*** Opening ENTRIES SUPPLIED ***

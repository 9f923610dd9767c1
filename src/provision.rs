//! Provisioning sequence.
//!
//! `Provisioner::run` installs Scoop, optional packages, and the PowerShell
//! profile, then archives the result. Steps run strictly in order and the first
//! error aborts the run.

use crate::catalog::{
    ARCHIVE_DIR, MANAGE_JUNCTIONS_SCRIPT, NPM_PACKAGES, OH_MY_POSH_THEME_URL,
    POWERSHELL_PROFILE_FILENAME, PWSH, PWSH_FLAGS, PYTHON_PACKAGES, PYTORCH_INDEX_URL,
    PYTORCH_PACKAGES, RECREATE_JUNCTIONS_SCRIPT, ROBOCOPY, ROBOCOPY_FLAGS, SCOOP_BUCKET,
    SCOOP_INSTALLER_SCRIPT, SCOOP_PACKAGES,
};
use crate::config::ProvisionConfig;
use crate::download::{to_ascii_bytes, Downloader, HttpDownloader};
use crate::error::ProvisionError;
use crate::executor::Executor;
use crate::layout::{path_arg, scoop_path_entries, Layout};
use crate::request::Invocation;
use std::path::{Path, PathBuf};
use std::sync::Arc;

/// Format a heading: a dashed border as wide as `content`, the content, the border.
pub fn heading(content: &str) -> String {
    let border = "-".repeat(content.chars().count());
    format!("{border}\n{content}\n{border}")
}

fn write_heading(content: &str) {
    println!("{}", heading(content));
}

/// Render the PowerShell profile that puts Scoop on `Path` and starts oh-my-posh.
pub fn profile_content(path_env: &str) -> String {
    [
        format!("$env:Path += \";{}\"", scoop_path_entries(path_env).join(";")),
        format!(
            "oh-my-posh init pwsh --config \"{}\" | Invoke-Expression",
            OH_MY_POSH_THEME_URL
        ),
    ]
    .join("\n")
}

/// Drives one provisioning run.
pub struct Provisioner {
    config: ProvisionConfig,
    layout: Layout,
    executor: Executor,
    downloader: Arc<dyn Downloader>,
}

impl Provisioner {
    /// Provisioner using the real executor and HTTP downloader.
    pub fn new(config: ProvisionConfig) -> Self {
        Self::with_parts(config, Executor::new(), Arc::new(HttpDownloader::new()))
    }

    /// Provisioner with an explicit executor and downloader.
    pub fn with_parts(
        config: ProvisionConfig,
        executor: Executor,
        downloader: Arc<dyn Downloader>,
    ) -> Self {
        let layout = config.layout();
        Self {
            config,
            layout,
            executor,
            downloader,
        }
    }

    /// Profile layout this run provisions.
    pub fn layout(&self) -> &Layout {
        &self.layout
    }

    /// Run every step in order.
    ///
    /// # Errors
    ///
    /// Returns the first error; later steps are not attempted.
    pub async fn run(&self) -> Result<(), ProvisionError> {
        self.install_scoop().await?;

        if self.config.install_scoop_packages() {
            self.install_scoop_packages().await?;
        } else {
            tracing::debug!("Skipping Scoop packages");
        }

        if self.config.install_npm_packages() {
            self.install_npm_packages().await?;
        } else {
            tracing::debug!("Skipping NPM packages");
        }

        if self.python_ready() {
            self.install_python_packages().await?;
        } else {
            tracing::debug!("Skipping Python packages");
        }

        let profile = self.export_profile()?;
        self.manage_junctions().await?;
        self.archive(&profile).await?;

        tracing::info!(username = %self.config.username(), "Provisioning complete");
        Ok(())
    }

    fn work_path(&self, name: &str) -> PathBuf {
        self.config.work_dir().join(name)
    }

    async fn exec(&self, invocation: Invocation) -> Result<(), ProvisionError> {
        self.executor.run(&invocation.argv).await?;
        Ok(())
    }

    fn pwsh() -> Invocation {
        Invocation::new(PWSH).args(PWSH_FLAGS.iter().copied())
    }

    /// `pwsh.exe ... -Command "& '<scoop.ps1>' <subcommand>"`
    fn scoop(&self, subcommand: &str) -> Invocation {
        Self::pwsh().arg("-Command").arg(format!(
            "& '{}' {}",
            path_arg(&self.layout.scoop_ps1),
            subcommand
        ))
    }

    /// `pwsh.exe ... -File <script> -<param> <value>`
    fn pwsh_file(script: &Path, param: &str, value: &Path) -> Invocation {
        Self::pwsh()
            .arg("-File")
            .arg(path_arg(script))
            .arg(param)
            .arg(path_arg(value))
    }

    async fn install_scoop(&self) -> Result<(), ProvisionError> {
        write_heading("Installing Scoop...");

        let scoop_dir = &self.layout.scoop_dir;
        std::fs::create_dir_all(scoop_dir)
            .map_err(ProvisionError::io("failed to create scoop directory", scoop_dir))?;

        let url = self.config.installer_url();
        println!("Downloading Scoop installer from {}...", url);
        let script = self.downloader.fetch_text(url).await?;

        let installer = self.work_path(SCOOP_INSTALLER_SCRIPT);
        std::fs::write(&installer, to_ascii_bytes(&script))
            .map_err(ProvisionError::io("failed to write installer", &installer))?;

        self.exec(Self::pwsh_file(&installer, "-ScoopDir", scoop_dir))
            .await
    }

    async fn install_scoop_packages(&self) -> Result<(), ProvisionError> {
        write_heading("Adding additional bucket(s)...");
        self.exec(self.scoop(&format!("bucket add {}", SCOOP_BUCKET)))
            .await?;

        write_heading("Updating Scoop...");
        self.exec(self.scoop("update")).await?;

        write_heading("Installing Scoop packages...");
        self.exec(self.scoop(&format!("install {}", SCOOP_PACKAGES.join(" "))))
            .await?;

        write_heading("Purging package cache...");
        self.exec(self.scoop("cache rm *")).await
    }

    async fn install_npm_packages(&self) -> Result<(), ProvisionError> {
        write_heading("Installing Bun packages...");
        let bun = Invocation::new(path_arg(&self.layout.bun_exe))
            .args(["add", "-g"])
            .args(NPM_PACKAGES.iter().copied());
        self.exec(bun).await
    }

    /// Python packages need the flag plus an installed Scoop and pip.
    fn python_ready(&self) -> bool {
        self.config.install_python_packages()
            && self.layout.scoop_ps1.exists()
            && self.layout.pip_exe.exists()
    }

    async fn install_python_packages(&self) -> Result<(), ProvisionError> {
        let pip = path_arg(&self.layout.pip_exe);

        write_heading("Installing Python packages (stage 1 of 2)...");
        let pytorch = Invocation::new(pip.as_str())
            .arg("install")
            .args(PYTORCH_PACKAGES.iter().copied())
            .arg("--index-url")
            .arg(PYTORCH_INDEX_URL);
        self.exec(pytorch).await?;

        write_heading("Installing Python packages (stage 2 of 2)...");
        let packages = Invocation::new(pip)
            .arg("install")
            .args(PYTHON_PACKAGES.iter().copied());
        self.exec(packages).await
    }

    /// Write the profile and echo it back. Returns its path.
    fn export_profile(&self) -> Result<PathBuf, ProvisionError> {
        write_heading("Exporting configuration to PowerShell profile...");

        let profile = self.work_path(POWERSHELL_PROFILE_FILENAME);
        let content = profile_content(self.config.path_env());
        std::fs::write(&profile, to_ascii_bytes(&content))
            .map_err(ProvisionError::io("failed to write profile", &profile))?;

        let written = std::fs::read(&profile)
            .map_err(ProvisionError::io("failed to read profile", &profile))?;
        println!("{}", String::from_utf8_lossy(&written));

        Ok(profile)
    }

    async fn manage_junctions(&self) -> Result<(), ProvisionError> {
        write_heading("Managing junctions...");
        let script = self.work_path(MANAGE_JUNCTIONS_SCRIPT);
        self.exec(Self::pwsh_file(&script, "-Path", &self.layout.scoop_dir))
            .await
    }

    async fn archive(&self, profile: &Path) -> Result<(), ProvisionError> {
        write_heading("Copying contents for archiving...");

        let archive = self.work_path(ARCHIVE_DIR);
        std::fs::create_dir_all(&archive)
            .map_err(ProvisionError::io("failed to create archive directory", &archive))?;

        let profile_copy = archive.join(POWERSHELL_PROFILE_FILENAME);
        std::fs::copy(profile, &profile_copy)
            .map_err(ProvisionError::io("failed to archive profile", &profile_copy))?;

        let recreate = self.work_path(RECREATE_JUNCTIONS_SCRIPT);
        if recreate.exists() {
            let recreate_copy = archive.join(RECREATE_JUNCTIONS_SCRIPT);
            std::fs::copy(&recreate, &recreate_copy)
                .map_err(ProvisionError::io("failed to archive script", &recreate_copy))?;
        }

        let robocopy = Invocation::new(ROBOCOPY)
            .arg(path_arg(&self.layout.scoop_dir))
            .arg(path_arg(&archive.join("scoop")))
            .arg(ROBOCOPY_FLAGS[0])
            .arg(format!("/mt:{}", self.config.copy_threads()))
            .args(ROBOCOPY_FLAGS[1..].iter().copied());
        self.exec(robocopy).await
    }
}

*** Closing ENTRIES SUPPLIED ***

Please copy out each line of the data in which the word "border" occurs.

» **REPLY**
/// Format a heading: a dashed border as wide as `content`, the content, the border.
    let border = "-".repeat(content.chars().count());
    format!("{border}\n{content}\n{border}")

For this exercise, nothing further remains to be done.